Collected data entries
::::::::::

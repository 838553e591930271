//! Two-pass assembly.
//!
//! Pass 1 walks the source in order, placing every line at an address and
//! interning labels and `EQU` bindings. Pass 2 re-walks the laid-out
//! lines with the complete symbol table and produces the bytes. Problems
//! never abort a pass; they accumulate so one run reports everything, and
//! any pass-1 problem suppresses pass 2 entirely.

use tracing::debug;

use crate::error::{Diagnostic, DiagnosticKind};
use crate::expr::{SymbolTable, eval};
use crate::line::{SourceLine, parse_line};
use crate::table::{self, InstructionDef, Lookup, Pattern};

/// Machine code for one source line: which line produced it, where its
/// first byte lands, and the bytes themselves.
#[derive(Debug, Clone, PartialEq, Eq)]
pub struct InstructionDetail {
    pub source_line: u32,
    /// None for lines that emit nothing (ORG, EQU, END, bare labels).
    pub start_address: Option<u16>,
    pub opcodes: Vec<u8>,
}

/// Outcome of [`assemble`].
#[derive(Debug, Clone, PartialEq, Eq)]
pub struct Assembly {
    /// True exactly when `errors` is empty.
    pub success: bool,
    /// The first ORG target, or 0.
    pub load_address: u16,
    pub details: Vec<InstructionDetail>,
    pub errors: Vec<Diagnostic>,
}

enum LineKind {
    Instruction(&'static InstructionDef),
    Data,
    Org(u16),
    Silent,
    End,
}

struct LaidOutLine {
    source: SourceLine,
    /// Address of the first emitted byte; None when nothing is emitted.
    address: Option<u16>,
    size: u16,
    kind: LineKind,
}

struct Pass1 {
    lines: Vec<LaidOutLine>,
    symbols: SymbolTable,
    load_address: u16,
    errors: Vec<Diagnostic>,
}

fn diag(line: u32, address: u16, kind: DiagnosticKind) -> Diagnostic {
    Diagnostic {
        line: line as i32,
        address,
        kind,
    }
}

/// Assemble a complete source text. Line numbers are 1-based.
pub fn assemble(source: &str) -> Assembly {
    let mut first = pass1(source);
    debug!(
        lines = first.lines.len(),
        errors = first.errors.len(),
        load_address = first.load_address,
        "pass 1 complete"
    );

    let details = if first.errors.is_empty() {
        let details = pass2(
            &first.lines,
            &first.symbols,
            first.load_address,
            &mut first.errors,
        );
        debug!(
            bytes = details.iter().map(|d| d.opcodes.len()).sum::<usize>(),
            "pass 2 complete"
        );
        details
    } else {
        Vec::new()
    };

    let errors = first.errors;
    Assembly {
        success: errors.is_empty(),
        load_address: first.load_address,
        details,
        errors,
    }
}

fn pass1(source: &str) -> Pass1 {
    let mut symbols = SymbolTable::default();
    let mut errors = Vec::new();
    let mut lines = Vec::new();
    let mut current: u16 = 0;
    let mut load_address: u16 = 0;

    for (index, raw) in source.lines().enumerate() {
        let line_num = index as u32 + 1;
        let parsed = match parse_line(raw, line_num) {
            Ok(Some(parsed)) => parsed,
            Ok(None) => continue,
            Err(kind) => {
                errors.push(diag(line_num, current, kind));
                continue;
            }
        };

        let mnemonic_owned = parsed.mnemonic.clone();
        let mnemonic = mnemonic_owned.as_deref();

        // ORG repositions the location counter; it is only valid while
        // nothing has been laid out yet.
        let mut org_target = None;
        if mnemonic == Some("ORG") {
            if parsed.operands.len() != 1 {
                errors.push(diag(
                    line_num,
                    current,
                    DiagnosticKind::OperandMismatch("ORG".into()),
                ));
            } else if current != 0 {
                errors.push(diag(line_num, current, DiagnosticKind::OrgAfterCode));
            } else {
                match eval(&parsed.operands[0], &symbols) {
                    Ok(value) => {
                        load_address = value as u16;
                        current = load_address;
                        org_target = Some(load_address);
                    }
                    Err(kind) => errors.push(diag(line_num, current, kind)),
                }
            }
        }

        // A label binds to the location counter, except in front of EQU.
        if let Some(label) = &parsed.label {
            if mnemonic != Some("EQU") {
                if let Err(kind) = symbols.define(label, current) {
                    errors.push(diag(line_num, current, kind));
                }
            }
        }

        let (kind, size) = match mnemonic {
            None => (LineKind::Silent, 0),
            Some("ORG") => (
                org_target.map_or(LineKind::Silent, LineKind::Org),
                0,
            ),
            Some("EQU") => {
                match &parsed.label {
                    None => {
                        errors.push(diag(line_num, current, DiagnosticKind::EquWithoutLabel));
                    }
                    Some(_) if parsed.operands.len() != 1 => {
                        errors.push(diag(
                            line_num,
                            current,
                            DiagnosticKind::OperandMismatch("EQU".into()),
                        ));
                    }
                    Some(label) => match eval(&parsed.operands[0], &symbols) {
                        Ok(value) => {
                            if let Err(kind) = symbols.define(label, value as u16) {
                                errors.push(diag(line_num, current, kind));
                            }
                        }
                        Err(kind) => errors.push(diag(line_num, current, kind)),
                    },
                }
                (LineKind::Silent, 0)
            }
            Some("DB") | Some("DEFB") => {
                // A labeled single-string DB records its length for len().
                if let (Some(label), [operand]) = (&parsed.label, parsed.operands.as_slice()) {
                    if Pattern::Str.matches(operand) {
                        let len = string_content(operand).chars().count() as u16;
                        symbols.record_string_len(label, len);
                    }
                }
                (LineKind::Data, db_size(&parsed.operands))
            }
            Some("DEFW") => {
                if parsed.operands.is_empty() {
                    errors.push(diag(
                        line_num,
                        current,
                        DiagnosticKind::OperandMismatch("DEFW".into()),
                    ));
                }
                (LineKind::Data, 2 * parsed.operands.len() as u16)
            }
            Some("DEFS") => {
                if parsed.operands.is_empty() || parsed.operands.len() > 2 {
                    errors.push(diag(
                        line_num,
                        current,
                        DiagnosticKind::OperandMismatch("DEFS".into()),
                    ));
                }
                let size = match parsed.operands.first() {
                    Some(operand) => match eval(operand, &symbols) {
                        Ok(value) => value as u16,
                        Err(kind) => {
                            errors.push(diag(line_num, current, kind));
                            0
                        }
                    },
                    None => 0,
                };
                (LineKind::Data, size)
            }
            Some("END") => (LineKind::End, 0),
            Some(other) => match table::resolve(other, &parsed.operands) {
                Lookup::Found(def) => (LineKind::Instruction(def), def.encoded_size()),
                Lookup::UnknownMnemonic => {
                    errors.push(diag(
                        line_num,
                        current,
                        DiagnosticKind::UnknownMnemonic(other.to_string()),
                    ));
                    (LineKind::Silent, 0)
                }
                Lookup::OperandMismatch => {
                    errors.push(diag(
                        line_num,
                        current,
                        DiagnosticKind::OperandMismatch(other.to_string()),
                    ));
                    (LineKind::Silent, 0)
                }
            },
        };

        let address = match kind {
            LineKind::Instruction(_) | LineKind::Data => Some(current),
            _ => None,
        };
        let stop = matches!(kind, LineKind::End);
        current = current.wrapping_add(size);
        lines.push(LaidOutLine {
            source: parsed,
            address,
            size,
            kind,
        });
        if stop {
            break;
        }
    }

    Pass1 {
        lines,
        symbols,
        load_address,
        errors,
    }
}

fn pass2(
    lines: &[LaidOutLine],
    symbols: &SymbolTable,
    load_address: u16,
    errors: &mut Vec<Diagnostic>,
) -> Vec<InstructionDetail> {
    let mut details = Vec::new();
    let mut current = load_address;

    for line in lines {
        let line_num = line.source.line_num;
        let mut opcodes = Vec::new();

        match &line.kind {
            LineKind::Org(value) => current = *value,
            LineKind::Silent | LineKind::End => {}
            LineKind::Instruction(def) => {
                opcodes.extend_from_slice(&def.prefix);
                let next = current.wrapping_add(line.size);
                for (pattern, operand) in def.patterns.iter().zip(&line.source.operands) {
                    let emitted = emit_operand(pattern, operand, next, symbols);
                    match emitted {
                        Ok(bytes) => opcodes.extend_from_slice(&bytes),
                        Err(kind) => errors.push(diag(line_num, current, kind)),
                    }
                }
            }
            LineKind::Data => {
                emit_data(line, symbols, &mut opcodes, errors, current);
            }
        }

        details.push(InstructionDetail {
            source_line: line_num,
            start_address: line.address,
            opcodes,
        });
        current = current.wrapping_add(line.size);
    }

    details
}

/// Bytes for one generic operand. `next` is the address of the following
/// instruction, which anchors relative displacements.
fn emit_operand(
    pattern: &Pattern,
    operand: &str,
    next: u16,
    symbols: &SymbolTable,
) -> Result<Vec<u8>, DiagnosticKind> {
    match pattern {
        Pattern::Lit(_) | Pattern::Str => Ok(Vec::new()),
        Pattern::Imm8 => Ok(vec![eval(operand, symbols)? as u8]),
        Pattern::Imm16 => Ok((eval(operand, symbols)? as u16).to_le_bytes().to_vec()),
        Pattern::Port => Ok(vec![eval(strip_brackets(operand), symbols)? as u8]),
        Pattern::Mem => Ok((eval(strip_brackets(operand), symbols)? as u16)
            .to_le_bytes()
            .to_vec()),
        Pattern::Rel => {
            let target = eval(operand, symbols)?;
            let disp = target - i32::from(next);
            if !(-128..=127).contains(&disp) {
                return Err(DiagnosticKind::RelativeJumpOutOfRange(disp));
            }
            Ok(vec![disp as i8 as u8])
        }
    }
}

fn emit_data(
    line: &LaidOutLine,
    symbols: &SymbolTable,
    opcodes: &mut Vec<u8>,
    errors: &mut Vec<Diagnostic>,
    current: u16,
) {
    let line_num = line.source.line_num;
    match line.source.mnemonic.as_deref() {
        Some("DB") | Some("DEFB") => {
            for operand in &line.source.operands {
                if Pattern::Str.matches(operand) {
                    opcodes.extend(string_content(operand).chars().map(|c| c as u8));
                } else {
                    match eval(operand, symbols) {
                        Ok(value) => opcodes.push(value as u8),
                        Err(kind) => errors.push(diag(line_num, current, kind)),
                    }
                }
            }
        }
        Some("DEFW") => {
            for operand in &line.source.operands {
                match eval(operand, symbols) {
                    Ok(value) => opcodes.extend_from_slice(&(value as u16).to_le_bytes()),
                    Err(kind) => errors.push(diag(line_num, current, kind)),
                }
            }
        }
        Some("DEFS") => {
            let fill = match line.source.operands.get(1) {
                Some(operand) => match eval(operand, symbols) {
                    Ok(value) => value as u8,
                    Err(kind) => {
                        errors.push(diag(line_num, current, kind));
                        0
                    }
                },
                None => 0,
            };
            opcodes.resize(line.size as usize, fill);
        }
        other => unreachable!("data line with mnemonic {other:?}"),
    }
}

fn db_size(operands: &[String]) -> u16 {
    operands
        .iter()
        .map(|operand| {
            if Pattern::Str.matches(operand) {
                string_content(operand).chars().count() as u16
            } else {
                1
            }
        })
        .sum()
}

/// Text between the quotes of a string literal operand.
fn string_content(operand: &str) -> &str {
    &operand[1..operand.len() - 1]
}

/// Text between the outer parentheses of an address operand.
fn strip_brackets(operand: &str) -> &str {
    operand
        .strip_prefix('(')
        .and_then(|inner| inner.strip_suffix(')'))
        .unwrap_or(operand)
        .trim()
}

::::::::::

• _The task_: Go through the data above and return each line containing the string "Option".

• _Exercise output_:
    pub start_address: Option<u16>,
    address: Option<u16>,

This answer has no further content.